#### EXTRACTED ENTRIES ####

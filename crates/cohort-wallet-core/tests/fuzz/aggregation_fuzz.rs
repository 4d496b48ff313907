//! Fuzz tests for signature aggregation
//!
//! Property-based testing of ordering, truncation and quorum.

use alloy_primitives::{Address, B256};
use cohort_wallet_core::Error;
use cohort_wallet_core::signing::{PartialSignatureResponse, SignatureAggregator, SignatureKind};
use cohort_wallet_core::types::{SIGNATURE_LENGTH, SignerId};
use proptest::prelude::*;

// ============================================================================
// Strategies for generating test data
// ============================================================================

/// Distinct signer ids, plus the same ids in a shuffled arrival order
fn arrivals_strategy(max: usize) -> impl Strategy<Value = (Vec<SignerId>, Vec<SignerId>)> {
    prop::collection::btree_set(any::<[u8; 20]>(), 1..=max).prop_flat_map(|set| {
        let ids: Vec<SignerId> = set.into_iter().map(|b| SignerId(Address::from(b))).collect();
        (Just(ids.clone()), Just(ids).prop_shuffle())
    })
}

/// Signature bytes derived from the signer so positions can be checked
fn partial(id: SignerId) -> PartialSignatureResponse {
    let mut signature = Vec::with_capacity(SIGNATURE_LENGTH);
    while signature.len() < SIGNATURE_LENGTH {
        signature.extend_from_slice(id.as_bytes());
    }
    signature.truncate(SIGNATURE_LENGTH);
    PartialSignatureResponse {
        signer: id,
        signature,
        kind: SignatureKind::UserOperation,
        message_hash: B256::ZERO,
    }
}

// ============================================================================
// Aggregation Properties
// ============================================================================

proptest! {
    /// Arrival order never changes the combined signature
    #[test]
    fn combination_is_order_independent(
        (sorted, shuffled) in arrivals_strategy(8),
        threshold in 1usize..=8,
    ) {
        prop_assume!(threshold <= sorted.len());
        let aggregator = SignatureAggregator::new(threshold).unwrap();

        let from_sorted = aggregator.combine(sorted.iter().copied().map(partial).collect()).unwrap();
        let from_shuffled = aggregator.combine(shuffled.iter().copied().map(partial).collect()).unwrap();
        prop_assert_eq!(from_sorted.as_bytes(), from_shuffled.as_bytes());

        // Exactly the lowest `threshold` ids, ascending
        let expected: Vec<u8> = sorted
            .iter()
            .take(threshold)
            .flat_map(|id| partial(*id).signature)
            .collect();
        prop_assert_eq!(from_shuffled.as_bytes(), expected.as_slice());
        prop_assert_eq!(from_shuffled.signers(), &sorted[..threshold]);
    }

    /// Below quorum is always a typed quorum failure
    #[test]
    fn below_quorum_always_fails(
        (ids, _) in arrivals_strategy(6),
        extra in 1usize..4,
    ) {
        let threshold = ids.len() + extra;
        let err = SignatureAggregator::new(threshold)
            .unwrap()
            .combine(ids.iter().copied().map(partial).collect())
            .unwrap_err();
        match err {
            Error::QuorumNotMet { required, actual } => {
                prop_assert_eq!(required, threshold);
                prop_assert_eq!(actual, ids.len());
            }
            other => prop_assert!(false, "unexpected error {:?}", other),
        }
    }

    /// Duplicated responses do not inflate the quorum count
    #[test]
    fn duplicates_do_not_count(
        (ids, _) in arrivals_strategy(5),
        copies in 2usize..4,
    ) {
        let partials: Vec<_> = ids
            .iter()
            .flat_map(|id| std::iter::repeat_n(partial(*id), copies))
            .collect();
        let result = SignatureAggregator::new(ids.len() + 1).unwrap().combine(partials);
        let is_quorum_failure = matches!(result, Err(Error::QuorumNotMet { .. }));
        prop_assert!(is_quorum_failure);
    }

    /// Combined length is always threshold * 65
    #[test]
    fn combined_length_is_fixed(
        (ids, _) in arrivals_strategy(8),
        threshold in 1usize..=8,
    ) {
        prop_assume!(threshold <= ids.len());
        let combined = SignatureAggregator::new(threshold)
            .unwrap()
            .combine(ids.into_iter().map(partial).collect())
            .unwrap();
        prop_assert_eq!(combined.len(), threshold * SIGNATURE_LENGTH);
    }
}
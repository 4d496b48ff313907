//! Signing protocol messages
//!
//! A round sends one [`SigningRequest`] to every cohort member, sealed under
//! that member's shared secret, and gets back one sealed
//! [`PartialSignatureResponse`] per cooperating member. Everything crosses
//! the gateway as standard base64.

use super::session::{NONCE_LENGTH, PUBLIC_KEY_LENGTH, SessionPublicKey, SharedSecret, TAG_LENGTH};
use crate::account::UserOperation;
use crate::account::operation::bytes_hex;
use crate::config::AaVersion;
use crate::types::{SigningContext, SignerId, keccak256_hash};
use crate::{Error, Result};
use alloy_primitives::{Address, B256};
use base64::{Engine, engine::general_purpose::STANDARD};
use serde::{Deserialize, Serialize};

/// Version tag carried in every signing request
pub const PROTOCOL_VERSION: &str = "1.0";

/// What a cohort member is asked to sign
#[derive(Debug, Clone, PartialEq, Eq, Serialize, Deserialize)]
pub struct SigningRequest {
    pub operation: UserOperation,
    pub entry_point: Address,
    pub chain_id: u64,
    pub cohort_id: u64,
    pub threshold: usize,
    pub aa_version: AaVersion,
    pub protocol_version: String,
    /// Authorization context the member evaluates its conditions against
    pub context: SigningContext,
}

impl SigningRequest {
    pub fn to_bytes(&self) -> Result<Vec<u8>> {
        Ok(serde_json::to_vec(self)?)
    }

    pub fn from_bytes(bytes: &[u8]) -> Result<Self> {
        serde_json::from_slice(bytes).map_err(|e| Error::Deserialization(e.to_string()))
    }

    /// Plain base64 form used by the legacy protocol
    pub fn to_base64(&self) -> Result<String> {
        Ok(STANDARD.encode(self.to_bytes()?))
    }
}

/// A signing request sealed for one member:
/// `requester_public_key(32) || nonce(12) || ciphertext+tag`
#[derive(Debug, Clone, PartialEq, Eq)]
pub struct EncryptedSigningRequest {
    requester: SessionPublicKey,
    sealed: Vec<u8>,
}

impl EncryptedSigningRequest {
    const MIN_LENGTH: usize = PUBLIC_KEY_LENGTH + NONCE_LENGTH + TAG_LENGTH;

    /// Encrypt a serialized request under `secret`
    pub fn seal(plaintext: &[u8], requester: SessionPublicKey, secret: &SharedSecret) -> Result<Self> {
        Ok(Self {
            requester,
            sealed: secret.encrypt(plaintext)?,
        })
    }

    /// Decrypt with the secret the member derived from [`Self::requester`]
    pub fn open(&self, secret: &SharedSecret) -> Result<Vec<u8>> {
        secret.decrypt(&self.sealed)
    }

    /// Ephemeral public key the member agrees with
    pub fn requester(&self) -> SessionPublicKey {
        self.requester
    }

    pub fn to_bytes(&self) -> Vec<u8> {
        let mut bytes = Vec::with_capacity(PUBLIC_KEY_LENGTH + self.sealed.len());
        bytes.extend_from_slice(self.requester.as_bytes());
        bytes.extend_from_slice(&self.sealed);
        bytes
    }

    pub fn from_bytes(bytes: &[u8]) -> Result<Self> {
        if bytes.len() < Self::MIN_LENGTH {
            return Err(Error::Deserialization(format!(
                "encrypted request too short: {} bytes",
                bytes.len()
            )));
        }
        let (key, sealed) = bytes.split_at(PUBLIC_KEY_LENGTH);
        Ok(Self {
            requester: SessionPublicKey::from_slice(key)?,
            sealed: sealed.to_vec(),
        })
    }

    pub fn to_base64(&self) -> String {
        STANDARD.encode(self.to_bytes())
    }

    pub fn from_base64(encoded: &str) -> Result<Self> {
        let bytes = STANDARD
            .decode(encoded)
            .map_err(|e| Error::Deserialization(format!("invalid base64: {}", e)))?;
        Self::from_bytes(&bytes)
    }
}

/// How the member produced its signature
#[derive(Debug, Clone, Copy, PartialEq, Eq, Hash, Serialize, Deserialize)]
pub enum SignatureKind {
    /// Raw ECDSA over the EntryPoint operation hash
    #[serde(rename = "userop")]
    UserOperation,
    /// ECDSA over the EIP-191 personal-message digest of the operation hash
    #[serde(rename = "eip191")]
    Eip191,
}

impl SignatureKind {
    /// Digest a member of this kind signs for `operation_hash`
    pub fn signed_digest(&self, operation_hash: B256) -> B256 {
        match self {
            SignatureKind::UserOperation => operation_hash,
            SignatureKind::Eip191 => {
                let mut message = b"\x19Ethereum Signed Message:\n32".to_vec();
                message.extend_from_slice(operation_hash.as_slice());
                B256::from(keccak256_hash(&message))
            }
        }
    }
}

/// One member's contribution to the combined signature
#[derive(Debug, Clone, PartialEq, Eq, Serialize, Deserialize)]
pub struct PartialSignatureResponse {
    pub signer: SignerId,
    /// 65-byte `r || s || v`
    #[serde(with = "bytes_hex")]
    pub signature: Vec<u8>,
    pub kind: SignatureKind,
    /// Digest the member actually signed
    pub message_hash: B256,
}

impl PartialSignatureResponse {
    /// Seal under the member's shared secret and base64-encode
    pub fn seal(&self, secret: &SharedSecret) -> Result<String> {
        let plaintext = serde_json::to_vec(self)?;
        Ok(STANDARD.encode(secret.encrypt(&plaintext)?))
    }

    /// Decode and decrypt a sealed response
    pub fn open(encoded: &str, secret: &SharedSecret) -> Result<Self> {
        let sealed = STANDARD
            .decode(encoded)
            .map_err(|e| Error::Deserialization(format!("invalid base64: {}", e)))?;
        let plaintext = secret.decrypt(&sealed)?;
        Self::from_bytes(&plaintext)
    }

    /// Plain base64 form used by the legacy protocol
    pub fn to_base64(&self) -> Result<String> {
        Ok(STANDARD.encode(serde_json::to_vec(self)?))
    }

    pub fn from_base64(encoded: &str) -> Result<Self> {
        let bytes = STANDARD
            .decode(encoded)
            .map_err(|e| Error::Deserialization(format!("invalid base64: {}", e)))?;
        Self::from_bytes(&bytes)
    }

    fn from_bytes(bytes: &[u8]) -> Result<Self> {
        serde_json::from_slice(bytes).map_err(|e| Error::Deserialization(e.to_string()))
    }
}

####

## WHAT IS REQUIRED
If a line in the entries includes the word "SigningContext", copy that line out.

## SOLUTION
use crate::types::{SigningContext, SignerId, keccak256_hash};
    pub context: SigningContext,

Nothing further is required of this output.